Cuando a mi abuela se le cortaba la leche yo era feliz porque de ahí salía la maravilla: el dulce de boruguitas. Yo soy gordita a base de dulce de leche de mi abuela y batidos de guayabas recogidas de su arboleda.
Olga, con ese nombre ruso y hermoso, nació y vivió la mayor parte de su vida en Porvenir, un espacio perdido en el mapa que fue su primer y único amor. En las aguas limítrofes de los ríos Zaza y Caonao lavó mil veces la ropa. Esas aguas eran la fiesta en las tardes en que la familia se reunía para bañarse en el río. De ellas sacaba la fibra de yagua para fregar y los peces. Conservaba el agua fresca en su tinaja de barro y la traía desde muy lejos jalada por bueyes en la pipa, para las labores de la casa.

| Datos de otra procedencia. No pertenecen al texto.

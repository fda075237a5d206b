//! CLI command handlers. Each command is in its own file.

mod asset;
mod binding;
mod config;
mod negotiate;
mod plan;
mod url;

pub use asset::run_asset;
pub use binding::run_binding;
pub use config::run_config;
pub use negotiate::run_negotiate;
pub use plan::{run_plan, run_skill, PlanArgs};
pub use url::{run_url, UrlArgs};

use anyhow::{Context, Result};
use std::fmt::Display;
use std::fs;
use std::path::Path;

/// How results are printed.
#[derive(Debug, Clone, Copy)]
pub struct Output {
    pub json: bool,
}

impl Output {
    /// Prints `text`, or `value` as pretty JSON when `--json` is set.
    pub fn emit(&self, text: impl Display, value: serde_json::Value) -> Result<()> {
        if self.json {
            println!("{}", serde_json::to_string_pretty(&value)?);
        } else {
            println!("{text}");
        }
        Ok(())
    }
}

pub(crate) fn read_text(path: &Path) -> Result<String> {
    fs::read_to_string(path).with_context(|| format!("read {}", path.display()))
}
//! Connector base URL normalization.

use crate::error::GateError;
use std::borrow::Cow;
use url::Url;

/// Appends `/` unless the base already ends with one or carries a fragment.
///
/// Data plane public endpoints need the trailing slash before a sub-path is
/// concatenated; a `#` means the caller addresses a fragment we must not touch.
pub fn normalize_base(connector: &str) -> Cow<'_, str> {
    if connector.ends_with('/') || connector.contains('#') {
        Cow::Borrowed(connector)
    } else {
        Cow::Owned(format!("{connector}/"))
    }
}

/// Normalizes `connector`, appends a non-empty `sub_path` and parses the result.
pub fn target_url(connector: &str, sub_path: Option<&str>) -> Result<Url, GateError> {
    let mut raw = normalize_base(connector).into_owned();
    if let Some(sub) = sub_path.filter(|s| !s.is_empty()) {
        raw.push_str(sub);
    }
    Url::parse(&raw).map_err(|source| GateError::InvalidUrl { url: raw, source })
}
//! Outbound URL sanitizing for data plane calls.
//!
//! Turns a connector base URL, an optional sub-path, the inbound query
//! parameters and the caller's acceptable media types into one outbound URL.
//! Two policies share the same interface:
//!
//! - `Passthrough` only normalizes the base URL; nothing is forwarded and
//!   asset references are never extracted.
//! - `Rewriting` forwards allow-listed parameters (re-encoded), extracts
//!   asset references and appends a `cx_accept` parameter describing the
//!   negotiated representation.

mod allow;
mod asset;
mod base;
mod encode;
mod params;
mod pattern;

pub use allow::{ParameterAllowRule, DEFAULT_KEY_ALLOW, DEFAULT_RESERVED_KEYS, DEFAULT_VALUE_ALLOW};
pub use asset::{AssetReferencePattern, ASSET_GROUP, DEFAULT_ASSET_REFERENCE_PATTERN};
pub use base::{normalize_base, target_url};
pub use encode::encode_parameter;
pub use params::QueryParams;

use crate::error::GateError;
use crate::media_type::{join_media_types, MediaType};
use crate::negotiate::{negotiate_types, Negotiation};
use serde::{Deserialize, Serialize};
use url::Url;

/// Query parameter carrying the negotiated representation downstream.
pub const CX_ACCEPT: &str = "cx_accept";

/// Which sanitizer variant to run.
#[derive(Debug, Clone, Copy, PartialEq, Eq, Default, Serialize, Deserialize)]
#[serde(rename_all = "lowercase")]
pub enum SanitizerPolicy {
    Passthrough,
    #[default]
    Rewriting,
}

/// Sanitizer chosen once at startup and shared read-only afterwards.
#[derive(Debug, Clone)]
pub enum UriSanitizer {
    Passthrough,
    Rewriting(RewritingSanitizer),
}

impl UriSanitizer {
    pub fn policy(&self) -> SanitizerPolicy {
        match self {
            UriSanitizer::Passthrough => SanitizerPolicy::Passthrough,
            UriSanitizer::Rewriting(_) => SanitizerPolicy::Rewriting,
        }
    }

    /// Extracts the asset token from a raw reference; always `None` for passthrough.
    pub fn sanitize_asset_id(&self, raw: &[u8]) -> Option<String> {
        match self {
            UriSanitizer::Passthrough => None,
            UriSanitizer::Rewriting(r) => r.sanitize_asset_id(raw),
        }
    }

    /// Composes the outbound URL. Inputs are not modified.
    pub fn build_url(
        &self,
        connector: &str,
        sub_path: Option<&str>,
        params: &QueryParams,
        acceptable: &[MediaType],
    ) -> Result<Url, GateError> {
        match self {
            UriSanitizer::Passthrough => target_url(connector, sub_path),
            UriSanitizer::Rewriting(r) => r.build_url(connector, sub_path, params, acceptable),
        }
    }
}

/// Allow-list based sanitizer.
#[derive(Debug, Clone)]
pub struct RewritingSanitizer {
    allow: ParameterAllowRule,
    asset: AssetReferencePattern,
    supported: Vec<MediaType>,
}

impl Default for RewritingSanitizer {
    fn default() -> Self {
        Self::new(
            ParameterAllowRule::default(),
            AssetReferencePattern::default(),
            vec![MediaType::application_json()],
        )
    }
}

impl RewritingSanitizer {
    /// `supported` is the ranked list of representations `cx_accept` may resolve to.
    pub fn new(
        allow: ParameterAllowRule,
        asset: AssetReferencePattern,
        supported: Vec<MediaType>,
    ) -> Self {
        Self {
            allow,
            asset,
            supported,
        }
    }

    pub fn sanitize_asset_id(&self, raw: &[u8]) -> Option<String> {
        self.asset.extract(raw)
    }

    pub fn build_url(
        &self,
        connector: &str,
        sub_path: Option<&str>,
        params: &QueryParams,
        acceptable: &[MediaType],
    ) -> Result<Url, GateError> {
        let mut url = target_url(connector, sub_path)?;

        {
            let mut query = url.query_pairs_mut();
            for (key, value) in params.iter() {
                if key == CX_ACCEPT {
                    tracing::debug!(key, "dropping inbound parameter shadowing cx_accept");
                    continue;
                }
                match (self.allow.admit_key(key), self.allow.admit_value(value)) {
                    (Some(k), Some(v)) => {
                        query.append_pair(&encode_parameter(k), &encode_parameter(v));
                    }
                    _ => tracing::debug!(key, "dropping query parameter rejected by allow-list"),
                }
            }

            let accept = match negotiate_types(acceptable, &self.supported) {
                Negotiation::Selected(m) => m.to_string(),
                Negotiation::Unacceptable => {
                    tracing::debug!("no supported representation; forwarding requested types");
                    // Canonical form of the requested types, not the raw header text.
                    join_media_types(acceptable)
                }
            };
            query.append_pair(CX_ACCEPT, &encode_parameter(&accept));
        }

        Ok(url)
    }
}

El río fue en su existencia una metáfora de la vida y la muerte: el río provee y mata. Cuando las aguas crecían, arrasaba todo a su paso e inundaba incluso su patio a un kilómetro de distancia. Mis abuelos se inventaron una balsa para que mi madre y los niños de la zona pudieran cruzar la creciente y llegar a la escuela. Mis abuelos son la balsa de mi familia.
Mi abuela era casi analfabeta. Aprendió a leer y escribir con un quinqué ensuciándose de tizne y desde entonces no paró de buscar y contar historias. El librero era el pase a otro mundo de mi abuela. Allí se podía encontrar lo mismo un libro de aventuras, que de religión o botánica. Se llenó la cabeza de historias y me la llenó a mí cada noche antes de dormir.
Las visitas a la abuela en el campo fueron la magia en mi niñez. Los cuentos de mi abuelo incluían misterios y gente sin cabeza, pero los de ella eran de mujeres que lograban sus sueños. Mi abuela me contaba historias sobre mi yo del futuro, siendo enfermera o periodista, toda una profesional, pero sobre todo: una mujer feliz.
“Yo soy gordita a base de dulce de leche de mi abuela y batidos de guayabas recogidas de su arboleda”. Foto: María Lucía Expósito
Si mi abuela no hubiera vendido manteca y huevos suficientes, mi madre no hubiera tenido una casita al graduarse. Si mi abuela, con el alma rota, no hubiera mandado a mi madre con 10 años a una escuela lejos del hogar, ella no hubiera podido ser la profesional que es. Si mi abuela no nos hubiera alimentado hasta el cansancio, yo hubiera sabido lo que era la pobreza en la niñez. Si mi abuela no me hubiera contando tantas historias, yo no podría escribir ahora.
De sus manos salía lo inesperado: las flores de su jardín, los frijoles, la ropa que usé en mi niñez, el payaso de tela que atesoré, la hamaca de sogas bajo la guásima del patio, mi vestido blanco para la obra de teatro a los cinco años y mi madre, que aprendió a ser madre entre las manos de mi abuela.
Ella nunca quiso nada para sí. Cada centavo que ahorró, cada cosa que tenía, el amor que nadie le había dado, la fuerza que a veces no le alcanzaba, todo, lo volcó en sus muñecas: mi madre y yo. Para mi abuela yo era la niña más linda del mundo y lo fui hasta hace unos días.
Anoche se me cortó la leche y me senté frente al caldero a llorar. Mi abuela dejó de existir físicamente lejos de mí, en Cuba, y yo solo la imagino luminosa en su casita de guano y tablas de palma, convirtiendo leche cortada en amor.
Hoy es 8 de marzo y saldré a las calles de Quito por mi abuela. Por los derechos que ella no pudo disfrutar, porque la madre que tal vez seré, vea a sus hijos crecer en un mundo con libros, sin pobreza y sin miedo, porque se reconozca que en los cuerpos de las amas de casa como mi abuela se libran todas las batallas de mundo.